Monday, October 19, 2020

How to Make Your Kids Hate You Forever

While waiting for my Kindle to charge, I thought I’d look through one of my old cookbooks to see what I could see. The title of this 974-page tome is Culinary Arts Institute Encyclopedic Cookbook, published for the “American Family and Community,” by Grosset & Dunlap, 1968.

I don’t remember when or where it came from—someone may have given it to me, my late hubby, perhaps, thinking I could use some help creating meals he would actually eat without bitching. (NO onions! NO cooked vegetables! Cook like my grandma did, or else! Never mind his grandma probably used onions in her pot roasts and he ate that with relish.)

Well, I learned to cook like MY grandma, so there! And I grew up just fine without choking on something. Grandma was the one who taught me to love onions.

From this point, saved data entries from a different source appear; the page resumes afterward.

//! ChatSurface trait and TelegramBot (Bot API over HTTPS).

use std::time::Duration;

use async_trait::async_trait;
use serde::de::DeserializeOwned;
use serde_json::json;

use crate::error::ChatError;
use crate::types::{ApiResponse, ChatId, Update};

pub const DEFAULT_API_BASE: &str = "https://api.telegram.org";

/// Server-side wait for `getUpdates` long polling.
pub const LONG_POLL_SECS: u64 = 30;

const REQUEST_TIMEOUT: Duration = Duration::from_secs(15);
const CONNECT_TIMEOUT: Duration = Duration::from_secs(10);
/// Backoff used when the API rate-limits without saying for how long.
const DEFAULT_RETRY_AFTER: Duration = Duration::from_secs(5);

/// Everything the bridge needs from the chat. Enables mock injection for testing.
#[async_trait]
pub trait ChatSurface: Send + Sync {
    /// Post a silent message (no notification, no link preview).
    async fn send_text(&self, chat: ChatId, text: &str) -> Result<(), ChatError>;

    /// Post an ordinary reply to a user command.
    async fn reply(&self, chat: ChatId, text: &str) -> Result<(), ChatError>;

    async fn set_title(&self, chat: ChatId, title: &str) -> Result<(), ChatError>;

    async fn delete_message(&self, chat: ChatId, message_id: i64) -> Result<(), ChatError>;
}

/// Real Bot API client.
pub struct TelegramBot {
    http: reqwest::Client,
    base_url: String,
    token: String,
}

impl TelegramBot {
    pub fn new(token: impl Into<String>) -> Result<Self, ChatError> {
        let http = reqwest::Client::builder()
            .connect_timeout(CONNECT_TIMEOUT)
            .timeout(REQUEST_TIMEOUT)
            .build()
            .map_err(ChatError::transport)?;
        Ok(Self {
            http,
            base_url: DEFAULT_API_BASE.to_string(),
            token: token.into(),
        })
    }

    /// Point at a self-hosted Bot API server.
    #[must_use]
    pub fn with_base_url(mut self, base_url: impl Into<String>) -> Self {
        self.base_url = base_url.into().trim_end_matches('/').to_string();
        self
    }

    fn method_url(&self, method: &str) -> String {
        format!("{}/bot{}/{method}", self.base_url, self.token)
    }

    async fn call<T: DeserializeOwned>(
        &self,
        method: &str,
        body: &serde_json::Value,
        timeout: Option<Duration>,
    ) -> Result<T, ChatError> {
        let mut request = self.http.post(self.method_url(method)).json(body);
        if let Some(timeout) = timeout {
            request = request.timeout(timeout);
        }
        let response = request.send().await.map_err(ChatError::transport)?;
        let status = response.status().as_u16();
        let text = response.text().await.map_err(ChatError::transport)?;
        tracing::trace!(method, status, "chat api call");
        parse_response(status, &text)
    }

    async fn send_message(&self, chat: ChatId, text: &str, silent: bool) -> Result<(), ChatError> {
        let body = json!({
            "chat_id": chat,
            "text": text,
            "disable_notification": silent,
            "disable_web_page_preview": true,
        });
        let _: serde_json::Value = self.call("sendMessage", &body, None).await?;
        Ok(())
    }

    /// Long-poll for inbound updates after `offset`.
    pub async fn get_updates(&self, offset: Option<i64>) -> Result<Vec<Update>, ChatError> {
        let body = json!({
            "offset": offset,
            "timeout": LONG_POLL_SECS,
            "allowed_updates": ["message"],
        });
        let timeout = Duration::from_secs(LONG_POLL_SECS) + REQUEST_TIMEOUT;
        self.call("getUpdates", &body, Some(timeout)).await
    }
}

#[async_trait]
impl ChatSurface for TelegramBot {
    async fn send_text(&self, chat: ChatId, text: &str) -> Result<(), ChatError> {
        self.send_message(chat, text, true).await
    }

    async fn reply(&self, chat: ChatId, text: &str) -> Result<(), ChatError> {
        self.send_message(chat, text, false).await
    }

    async fn set_title(&self, chat: ChatId, title: &str) -> Result<(), ChatError> {
        let body = json!({ "chat_id": chat, "title": title });
        let _: bool = self.call("setChatTitle", &body, None).await?;
        Ok(())
    }

    async fn delete_message(&self, chat: ChatId, message_id: i64) -> Result<(), ChatError> {
        let body = json!({ "chat_id": chat, "message_id": message_id });
        let _: bool = self.call("deleteMessage", &body, None).await?;
        Ok(())
    }
}

/// Map a Bot API envelope to the result or a typed error.
pub(crate) fn parse_response<T: DeserializeOwned>(status: u16, body: &str) -> Result<T, ChatError> {
    let envelope: ApiResponse<T> = serde_json::from_str(body)
        .map_err(|e| ChatError::Decode(format!("HTTP {status}: {e}")))?;

    if envelope.ok {
        return envelope
            .result
            .ok_or_else(|| ChatError::Decode("ok response without result".into()));
    }

    let code = envelope.error_code.unwrap_or(status);
    let retry_after = envelope.parameters.and_then(|p| p.retry_after);
    if code == 429 || retry_after.is_some() {
        return Err(ChatError::RateLimited {
            retry_after: retry_after.map_or(DEFAULT_RETRY_AFTER, Duration::from_secs),
        });
    }
    Err(ChatError::Api {
        code,
        description: envelope
            .description
            .unwrap_or_else(|| "no description".into()),
    })
}

#[cfg(test)]
mod tests {
    use super::*;

    #[test]
    fn method_url_layout() {
        let bot = TelegramBot::new("123:abc")
            .expect("client")
            .with_base_url("http://localhost:8081/");
        assert_eq!(
            bot.method_url("sendMessage"),
            "http://localhost:8081/bot123:abc/sendMessage"
        );
    }

    #[test]
    fn ok_response_yields_result() {
        let title_set: bool = parse_response(200, r#"{"ok":true,"result":true}"#).expect("ok");
        assert!(title_set);
    }

    #[test]
    fn ok_without_result_is_decode_error() {
        let err = parse_response::<bool>(200, r#"{"ok":true}"#).expect_err("no result");
        assert!(matches!(err, ChatError::Decode(_)), "got {err:?}");
    }

    #[test]
    fn rate_limit_carries_retry_after() {
        let body = r#"{"ok":false,"error_code":429,"description":"Too Many Requests: retry after 7","parameters":{"retry_after":7}}"#;
        let err = parse_response::<bool>(429, body).expect_err("limited");
        assert_eq!(err.retry_after(), Some(Duration::from_secs(7)));
    }

    #[test]
    fn rate_limit_without_hint_uses_default() {
        let body = r#"{"ok":false,"error_code":429,"description":"Too Many Requests"}"#;
        let err = parse_response::<bool>(429, body).expect_err("limited");
        assert_eq!(err.retry_after(), Some(DEFAULT_RETRY_AFTER));
    }

    #[test]
    fn api_error_keeps_description() {
        let body = r#"{"ok":false,"error_code":400,"description":"Bad Request: chat title is not modified"}"#;
        let err = parse_response::<bool>(400, body).expect_err("bad request");
        match err {
            ChatError::Api { code, description } => {
                assert_eq!(code, 400);
                assert!(description.contains("not modified"));
            }
            other => panic!("unexpected error {other:?}"),
        }
    }

    #[test]
    fn not_modified_is_recognised() {
        let body = r#"{"ok":false,"error_code":400,"description":"Bad Request: chat title is not modified"}"#;
        let err = parse_response::<bool>(400, body).expect_err("bad request");
        assert!(err.is_not_modified());

        let body = r#"{"ok":false,"error_code":400,"description":"Bad Request: chat not found"}"#;
        let err = parse_response::<bool>(400, body).expect_err("bad request");
        assert!(!err.is_not_modified());
    }

    #[test]
    fn garbage_body_is_decode_error() {
        let err = parse_response::<bool>(502, "<html>Bad Gateway</html>").expect_err("html");
        match err {
            ChatError::Decode(msg) => assert!(msg.starts_with("HTTP 502")),
            other => panic!("unexpected error {other:?}"),
        }
    }

    #[test]
    fn updates_decode() {
        let body = r#"{"ok":true,"result":[{"update_id":1,"message":{"message_id":2,"chat":{"id":-5},"text":"hi","date":0}}]}"#;
        let updates: Vec<Update> = parse_response(200, body).expect("updates");
        assert_eq!(updates.len(), 1);
        assert_eq!(updates[0].update_id, 1);
    }
}
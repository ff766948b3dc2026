//! Validated bridge configuration, built once at startup from `RunOpts`.

use std::path::PathBuf;
use std::time::Duration;

use mcgram_rcon::RconExecutor;
use mcgram_telegram::{ChatId, DEFAULT_API_BASE};
use reqwest::Url;

use crate::cli::RunOpts;
use crate::error::BridgeError;

#[derive(Debug, Clone)]
pub struct BridgeConfig {
    pub bot_token: String,
    pub chat: ChatId,
    pub log_file: PathBuf,
    /// Base for the chat title; empty disables title updates.
    pub base_title: String,
    pub remote_online_list: Option<Url>,
    pub telegram_base_url: String,
    pub console: RconExecutor,
    pub log_interval: Duration,
    pub title_interval: Duration,
}

impl BridgeConfig {
    pub fn from_opts(opts: RunOpts) -> Result<Self, BridgeError> {
        let bot_token = opts.bot_token.trim().to_string();
        if bot_token.is_empty() {
            return Err(BridgeError::Config("BOT_TOKEN is empty".into()));
        }
        if opts.log_interval_ms == 0 || opts.title_interval_ms == 0 {
            return Err(BridgeError::Config("poll intervals must be non-zero".into()));
        }

        let remote_online_list = non_empty(opts.remote_online_list)
            .map(|raw| {
                Url::parse(&raw).map_err(|e| {
                    BridgeError::Config(format!("REMOTE_ONLINE_LIST_ENDPOINT {raw:?}: {e}"))
                })
            })
            .transpose()?;

        let telegram_base_url = match non_empty(opts.telegram_base_url) {
            Some(raw) => {
                Url::parse(&raw).map_err(|e| {
                    BridgeError::Config(format!("TELEGRAM_BOT_BASE_URL {raw:?}: {e}"))
                })?;
                raw
            }
            None => DEFAULT_API_BASE.to_string(),
        };

        Ok(Self {
            bot_token,
            chat: ChatId(opts.chat_id),
            log_file: opts.log_file,
            base_title: opts.chat_title.trim().to_string(),
            remote_online_list,
            telegram_base_url,
            console: opts.console.executor(),
            log_interval: Duration::from_millis(opts.log_interval_ms),
            title_interval: Duration::from_millis(opts.title_interval_ms),
        })
    }

    pub fn title_enabled(&self) -> bool {
        !self.base_title.is_empty()
    }
}

fn non_empty(value: Option<String>) -> Option<String> {
    value
        .map(|v| v.trim().to_string())
        .filter(|v| !v.is_empty())
}
//! Bot API wire types (only the fields the bridge reads).

use std::fmt;

use serde::{Deserialize, Serialize};

#[derive(Debug, Clone, Copy, PartialEq, Eq, Hash, Serialize, Deserialize)]
#[serde(transparent)]
pub struct ChatId(pub i64);

impl fmt::Display for ChatId {
    fn fmt(&self, f: &mut fmt::Formatter<'_>) -> fmt::Result {
        write!(f, "{}", self.0)
    }
}

#[derive(Debug, Clone, Deserialize)]
pub struct Update {
    pub update_id: i64,
    pub message: Option<Message>,
}

#[derive(Debug, Clone, Deserialize)]
pub struct Message {
    pub message_id: i64,
    pub chat: Chat,
    pub from: Option<User>,
    pub text: Option<String>,
    /// Set on the service message the chat posts after a title change.
    pub new_chat_title: Option<String>,
}

#[derive(Debug, Clone, Deserialize)]
pub struct Chat {
    pub id: ChatId,
}

#[derive(Debug, Clone, Deserialize)]
pub struct User {
    pub first_name: String,
    pub last_name: Option<String>,
}

impl User {
    /// `"First Last"`, or just the first name.
    pub fn display_name(&self) -> String {
        match self.last_name.as_deref() {
            Some(last) if !last.is_empty() => format!("{} {last}", self.first_name),
            _ => self.first_name.clone(),
        }
    }
}

/// Envelope every Bot API method answers with.
#[derive(Debug, Deserialize)]
pub(crate) struct ApiResponse<T> {
    pub ok: bool,
    pub result: Option<T>,
    pub error_code: Option<u16>,
    pub description: Option<String>,
    pub parameters: Option<ResponseParameters>,
}

#[derive(Debug, Deserialize)]
pub(crate) struct ResponseParameters {
    pub retry_after: Option<u64>,
}
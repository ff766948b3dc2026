//! mcgram-core: domain types shared by the log pipeline and the title updater.
//! Pure logic only: no IO, no async.

pub mod batch;
pub mod title;
pub mod types;

pub use batch::{BatchRejection, MAX_BATCH_CHARS, MIN_BATCH_CHARS, TextBatch};
pub use title::compose_title;
pub use types::{PresenceReading, PresenceSample, PresenceSource};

Anyway, back to this huge volume, which has a 66-page index. After checking out some of the recipes, I decided the book should be renamed: How to Make Your Kids Hate You Forever

Check out these brilliant menus!

For the Preschool Child:

MONDAY DINNER

Cream of Salmon Soup

Baked Stuffed Onions

Sandwich of Watercress and Lemon Butter

Stewed Apricots

Milk


For The School Child: 

MONDAY LUNCH

Liver Vegetable Soup

Pineapple and Banana Salad

Toast Animals

Butterscotch Pudding

Milk

Uh huh. Yep. Right! I can just see a kid in the school lunchroom trying to get rid of his  liver soup.

“I’ll trade you my Liver Veggie Soup for your Doritos and Hostess Cupcake.”